Following on from his brief overview of the impact of Tuesday’s federal budget on mental health, Dr Sebastian Rosenberg from the Brain and Mind Centre, University of Sydney, provides a more detailed analysis of the specific budget measures relevant to mental health.
He highlights the ongoing need for structural reforms in this sector, specifically in the areas of technology, workforce and governance.
Sebastian Rosenberg writes:
The mental health sector is often characterised as fractured. This has not been my experience at all.
In fact, on the relatively rare occasions when mental health professionals, community service providers, planners, researchers, consumers, carers and policy makers get together, there quickly develops a strong, general accord about priorities for reform. In some ways, this is easy, given how critical the deficiencies in our system are.
The establishment of an agreed set of strategic priorities to guide funding and service development would be a relatively simple policy challenge, given half a chance. It is remarkable this has not happened.
The key word I would use to characterise the mental health sector is patient (no pun intended).
Budget 2023 provides a further test of this patience.
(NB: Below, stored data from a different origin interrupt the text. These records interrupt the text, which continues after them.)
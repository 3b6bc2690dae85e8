//! Published wire vectors.
//!
//! Literal bytes from the reference test suite. Every test checks both
//! directions: the built certificate encodes to the bytes, and the bytes
//! decode to the built certificate.

use cennznut::{decode, Cennznut, ContractPermission, Method, Module};

/// Version, then one module "call" holding one method "contract".
const CALL_CONTRACT_MODULE: [u8; 69] = [
    0, 0, 0, 0, 99, 97, 108, 108, 0, 0, 0, 0, 0, 0, 0, 0, 0, 0, 0, 0, 0, 0, 0, 0, 0, 0, 0, 0, 0, 0,
    0, 0, 0, 0, 0, 0, 0, 99, 111, 110, 116, 114, 97, 99, 116, 0, 0, 0, 0, 0, 0, 0, 0, 0, 0, 0, 0, 0,
    0, 0, 0, 0, 0, 0, 0, 0, 0, 0, 0,
];

/// Two modules with cooldowns, two methods each, no contracts.
const TWO_MODULES_TWO_METHODS: [u8; 226] = [
    0, 0, 1, 3, 109, 111, 100, 117, 108, 101, 95, 116, 101, 115, 116, 0, 0, 0, 0, 0, 0, 0, 0, 0, 0,
    0, 0, 0, 0, 0, 0, 0, 0, 0, 0, 0, 128, 81, 1, 0, 1, 109, 101, 116, 104, 111, 100, 95, 116, 101,
    115, 116, 0, 0, 0, 0, 0, 0, 0, 0, 0, 0, 0, 0, 0, 0, 0, 0, 0, 0, 0, 0, 0, 123, 0, 0, 0, 1, 109,
    101, 116, 104, 111, 100, 95, 116, 101, 115, 116, 50, 0, 0, 0, 0, 0, 0, 0, 0, 0, 0, 0, 0, 0, 0,
    0, 0, 0, 0, 0, 0, 65, 1, 0, 0, 3, 109, 111, 100, 117, 108, 101, 95, 116, 101, 115, 116, 50, 0,
    0, 0, 0, 0, 0, 0, 0, 0, 0, 0, 0, 0, 0, 0, 0, 0, 0, 0, 0, 3, 217, 0, 0, 1, 109, 101, 116, 104,
    111, 100, 95, 116, 101, 115, 116, 0, 0, 0, 0, 0, 0, 0, 0, 0, 0, 0, 0, 0, 0, 0, 0, 0, 0, 0, 0, 0,
    123, 0, 0, 0, 1, 109, 101, 116, 104, 111, 100, 95, 116, 101, 115, 116, 50, 0, 0, 0, 0, 0, 0, 0,
    0, 0, 0, 0, 0, 0, 0, 0, 0, 0, 0, 0, 0, 65, 1, 0, 0, 0,
];

/// One method with header `0x02` and a 41-byte constraints payload behind
/// length byte 40, no contracts.
const METHOD_WITH_CONSTRAINTS: [u8; 112] = [
    0, 0, 0, 0, 109, 111, 100, 117, 108, 101, 95, 116, 101, 115, 116, 0, 0, 0, 0, 0, 0, 0, 0, 0, 0,
    0, 0, 0, 0, 0, 0, 0, 0, 0, 0, 0, 2, 109, 101, 116, 104, 111, 100, 95, 116, 101, 115, 116, 0, 0,
    0, 0, 0, 0, 0, 0, 0, 0, 0, 0, 0, 0, 0, 0, 0, 0, 0, 0, 0, 40, 0, 192, 128, 16, 246, 0, 0, 0, 0,
    0, 0, 0, 128, 16, 178, 128, 0, 0, 0, 0, 0, 0, 0, 224, 116, 101, 115, 116, 105, 110, 103, 5, 0,
    0, 1, 0, 5, 0, 1, 1, 1, 0,
];

fn call_contract_module() -> Module {
    Module::new("call").method(Method::new("contract"))
}

fn assert_both_ways(cennznut: &Cennznut, bytes: &[u8]) {
    assert_eq!(cennznut.encode().unwrap(), bytes);
    assert_eq!(&decode(bytes).unwrap(), cennznut);
    assert_eq!(cennznut.encoded_len(), bytes.len());
}

#[test]
fn test_two_modules_two_methods() {
    let methods = vec![
        Method::new("method_test").block_cooldown(123),
        Method::new("method_test2").block_cooldown(321),
    ];
    let cennznut = Cennznut::builder()
        .module(
            Module::new("module_test")
                .block_cooldown(86_400)
                .methods(methods.clone()),
        )
        .module(
            Module::new("module_test2")
                .block_cooldown(55_555)
                .methods(methods),
        )
        .build()
        .unwrap();

    // module count stored as 2 - 1, header (2 - 1) << 1 | cooldown
    assert_eq!(TWO_MODULES_TWO_METHODS[2], 1);
    assert_eq!(TWO_MODULES_TWO_METHODS[3], 3);
    // 321 on the second method, 55555 on the second module
    assert_eq!(&TWO_MODULES_TWO_METHODS[110..114], &[65, 1, 0, 0]);
    assert_eq!(TWO_MODULES_TWO_METHODS[114], 3);
    assert_eq!(&TWO_MODULES_TWO_METHODS[147..151], &[3, 217, 0, 0]);
    assert_both_ways(&cennznut, &TWO_MODULES_TWO_METHODS);
}

#[test]
fn test_one_contract() {
    let cennznut = Cennznut::builder()
        .module(call_contract_module())
        .contract(ContractPermission::new(&[0x5a; 32]))
        .build()
        .unwrap();

    let bytes = [
        CALL_CONTRACT_MODULE.to_vec(),
        vec![0x01, 0x00],
        vec![0x5a; 32],
    ]
    .concat();
    assert_both_ways(&cennznut, &bytes);
}

#[test]
fn test_two_contracts() {
    let cooled = [0x8b; 32];
    let cennznut = Cennznut::builder()
        .module(call_contract_module())
        .contract(ContractPermission::new(&[0x4a; 32]))
        .contract(ContractPermission::new(&cooled).block_cooldown(0xaa55_33cc))
        .build()
        .unwrap();

    // direct count, then a plain contract and one with a cooldown
    let bytes = [
        CALL_CONTRACT_MODULE.to_vec(),
        vec![0x02],
        vec![0x00],
        vec![0x4a; 32],
        vec![0x01],
        vec![0x8b; 32],
        vec![0xcc, 0x33, 0x55, 0xaa],
    ]
    .concat();
    assert_both_ways(&cennznut, &bytes);
}

#[test]
fn test_method_with_constraints() {
    let constraints = METHOD_WITH_CONSTRAINTS[70..111].to_vec();
    let method = Method::new("method_test").constraints(constraints);
    let cennznut = Cennznut::builder()
        .module(Module::new("module_test").method(method))
        .build()
        .unwrap();

    assert_eq!(METHOD_WITH_CONSTRAINTS[69], 40);
    assert_both_ways(&cennznut, &METHOD_WITH_CONSTRAINTS);

    let decoded = decode(&METHOD_WITH_CONSTRAINTS).unwrap();
    let method = decoded
        .get_module("module_test")
        .and_then(|m| m.get_method("method_test"))
        .unwrap();
    assert_eq!(method.constraints.as_ref().map(Vec::len), Some(41));
}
At $586m over four years, it is a slightly larger allocation of new funds than usual.
But it would not be enough to materially shift the needle regarding mental health’s share of overall health spending which, as shown below, hasn’t changed in 30 years of national plans, policies and strategies.
Structural investments now
The 2021 Morrison Budget provided $2.3bn for mental health, by contrast. Much of the funding was directed towards individual or siloed programs or services.
One of the key challenges now is attempting to keeping track of this spending, to find out who this money went to, what they did with it and if it made any difference to people’s lives.
This 2023 Budget was a bit different. Rather than perpetuate piecemeal, fragmented investments in mental health and suicide prevention programs, this Budget provided modest investment in some longer-term, structural changes. Key to this was health-wide investment in Medicare and bulkbilling.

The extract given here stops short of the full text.